Wie kommt es, dass Russland es geschafft hat, den halben Planeten von sich abhängig zu machen, und warum raubt so vielen Akteuren weltweit der Regen in unserer Schwarzerde-Region den Schlaf? Schauen wir uns zunächst einmal die Zahlen und Proportionen an.
Im vergangenen Jahr hat die Menschheit weltweit 785 Millionen Tonnen Weizen angebaut, aber sogar 791 Millionen Tonnen in der einen oder anderen Form verbraucht. Lassen Sie sich durch dieses Missverhältnis nicht verwirren: Das Defizit im Anbau wird durch die Reserven gedeckt, die jährlich in einer Reihe von Ländern angesammelt werden, deren riesige Silos die Rolle der Brotkörbe des Planeten spielen, und das ist keine Übertreibung.
Unser Land nimmt in Bezug auf die Weizenproduktion den dritten Platz in der Weltrangliste ein. Die ersten zwei Plätze belegen China und Indien, was angesichts der kolossalen Bevölkerungszahl beider Länder nicht verwunderlich ist. China produzierte im vergangenen Jahr 134 Millionen Tonnen und Indien 105 Millionen Tonnen, wovon der größte Teil logischerweise zur Deckung des Inlandsbedarfs verwendet wurde.

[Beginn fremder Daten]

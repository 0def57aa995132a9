use std::process::ExitCode;

use bgtask::app::cli;
use bgtask::{TaskManagerConfig, TaskManagerSlot, TaskStatus};
use log::error;

fn main() -> ExitCode {
    env_logger::init();

    let config = match TaskManagerConfig::from_env() {
        Ok(config) => config,
        Err(e) => {
            eprintln!("{}", e);
            return ExitCode::FAILURE;
        }
    };
    let slot = TaskManagerSlot::new(config);
    let manager = match slot.get() {
        Ok(manager) => manager,
        Err(e) => {
            eprintln!("Failed to start task manager: {}", e);
            return ExitCode::FAILURE;
        }
    };

    let result = cli::run_cli(&manager);
    for task in manager.list_tasks(Some(TaskStatus::Running)) {
        if let Err(e) = manager.kill_task(&task.id) {
            error!("{}", e);
        }
    }
    slot.reset();
    if let Err(e) = result {
        error!("Console failed: {}", e);
        return ExitCode::FAILURE;
    }
    ExitCode::SUCCESS
}
use std::io;

use thiserror::Error;

use super::task::TaskId;

#[derive(Debug, Error)]
pub enum ExecError {
    #[error("process has no pid")]
    MissingPid,

    #[error("failed to spawn process: {0}")]
    Spawn(#[source] io::Error),

    #[error("failed to signal process: {0}")]
    Signal(#[source] io::Error),
}

#[derive(Debug, Error)]
pub enum TaskError {
    #[error("Maximum concurrent tasks limit reached ({limit})")]
    CapacityExceeded { limit: usize },

    #[error("task {0} has no pid")]
    MissingPid(TaskId),

    #[error("failed to kill task {id}: {source}")]
    Signal {
        id: TaskId,
        #[source]
        source: io::Error,
    },

    #[error("task manager has been destroyed")]
    ManagerClosed,

    #[error("failed to start monitor thread: {0}")]
    Spawn(#[source] io::Error),

    #[error(transparent)]
    Exec(#[from] ExecError),
}

#[derive(Debug, Error)]
pub enum ConfigError {
    #[error("invalid value '{value}' for {key}")]
    Invalid { key: &'static str, value: String },
}

pub type Result<T, E = TaskError> = std::result::Result<T, E>;
use std::sync::Mutex;

use crossbeam_channel::{bounded, Receiver, Sender};

use crate::models::error::ExecError;

/// Terminal outcome of one process.
#[derive(Debug, Clone, Default, PartialEq, Eq)]
pub struct ExecutionResult {
    /// `None` when the process was terminated by a signal.
    pub exit_code: Option<i32>,
    pub signal: Option<i32>,
    /// Set iff `kill` was invoked on the handle.
    pub aborted: bool,
    /// Abnormal start/run failure, distinct from a non-zero exit code.
    pub error: Option<String>,
    /// Everything the process wrote to stdout and stderr.
    pub output: String,
}

/// A live OS process the task manager can supervise.
pub trait ExecutionHandle: Send + Sync {
    fn pid(&self) -> Option<u32>;

    /// A fresh receiver that yields the result once it is known. Every call
    /// gets its own receiver and every receiver sees the same value, so the
    /// manager's monitor and any other caller can wait side by side.
    fn result(&self) -> Receiver<ExecutionResult>;

    /// Terminates the process, returning once it has closed.
    fn kill(&self) -> Result<(), ExecError>;
}

/// Write-once result fanned out to any number of readers.
///
/// Readers that subscribe before the value is set are parked as one-slot
/// channels and woken by `fulfill`; later readers get the stored value
/// straight away.
#[derive(Default)]
pub(crate) struct ResultCell {
    state: Mutex<CellState>,
}

#[derive(Default)]
struct CellState {
    value: Option<ExecutionResult>,
    waiters: Vec<Sender<ExecutionResult>>,
    abandoned: bool,
}

impl ResultCell {
    pub(crate) fn subscribe(&self) -> Receiver<ExecutionResult> {
        let (tx, rx) = bounded(1);
        let mut state = self.state.lock().unwrap_or_else(|e| e.into_inner());
        match &state.value {
            Some(value) => {
                let _ = tx.send(value.clone());
            }
            // Dropping `tx` leaves the receiver disconnected.
            None if state.abandoned => {}
            None => state.waiters.push(tx),
        }
        rx
    }

    /// Stores the result and wakes every waiting reader. Returns false if
    /// the cell was already settled.
    pub(crate) fn fulfill(&self, result: ExecutionResult) -> bool {
        let mut state = self.state.lock().unwrap_or_else(|e| e.into_inner());
        if state.value.is_some() || state.abandoned {
            return false;
        }
        for waiter in state.waiters.drain(..) {
            let _ = waiter.send(result.clone());
        }
        state.value = Some(result);
        true
    }

    /// Settles the cell without a value; readers see a disconnected channel.
    pub(crate) fn abandon(&self) {
        let mut state = self.state.lock().unwrap_or_else(|e| e.into_inner());
        if state.value.is_none() {
            state.abandoned = true;
            state.waiters.clear();
        }
    }
}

Russland steht in der Rangliste der Weizenproduzenten fest an dritter Stelle. Unsere Landwirte verzeichnen regelmäßig ein Wachstum der Indikatoren. Aber in diesem Jahr wurde dieser Trend aufgrund ungünstiger Wetterbedingungen unterbrochen. Wie bereits erwähnt, werden die russischen Landwirte laut Prognose im Jahr 2024 rund neunzig Millionen Tonnen Weizen ernten, ein Jahr zuvor konnten sie drei Millionen mehr (wortwörtlich) herausdreschen.
Die gesamte Getreideernte belief sich 2023 auf 142,7 Millionen gegenüber 157 Millionen noch zuvor im Jahr 2022, darunter:
- Roggen: 1,7 Millionen Tonnen (2,18 ein Jahr zuvor);
- Gerste: 21,1 Millionen Tonnen (23,4);
- Mais: 14,4 Millionen Tonnen (15,8);
- Reis: 1,06 Millionen Tonnen (920,1 Tausend);
- Buchweizen: 1,5 Millionen Tonnen (1,2);
- Hafer: 3,3 Millionen Tonnen (4,5);
- Hirse: 449 Tausend Tonnen (308);
- Hülsenfrüchte: 5,9 Mio. t (4,6).
Wie man sieht, ist bei der Hälfte der Getreidearten ein Rückgang zu verzeichnen, der auf ungünstige Witterungsbedingungen zurückzuführen ist. Dies waren insbesondere die Fröste, die in den Regionen Tambow, Lipezk und Woronesch massive Ernteausfälle verursachten und sogar zum Ausrufen eines Notstandsregimes führten.
Bei den Getreide- und speziell Weizenexporten ist Russland unangefochtener Weltmarktführer. Im vergangenen Jahr haben unsere Händler mehr als 51 Millionen Tonnen Weizen ins Ausland verkauft, womit unser Land 17 Prozent des Welthandels abdecken konnte. Wir möchten noch einmal betonen: Wir sprechen über das Exportvolumen, nicht über den weltweiten Verbrauch, denn es ist grundlegend falsch zu sagen, dass jeder fünfte Laib Brot auf der Welt aus Russland stammt. Der zweite Platz in Bezug auf den Absatz im Jahr 2023 wurde plötzlich von der Europäischen Union eingenommen, die 36,5 Millionen Tonnen Weizen für den Export verkaufte.
Wir müssen uns hier darauf beschränken, nur den Weizen zu betrachten, denn der Getreidemarkt ist so umfangreich und komplex, dass selbst ein Abriss viel mehr Platz erfordern würde, als im Umfang einer Standardpublikation zumutbar ist.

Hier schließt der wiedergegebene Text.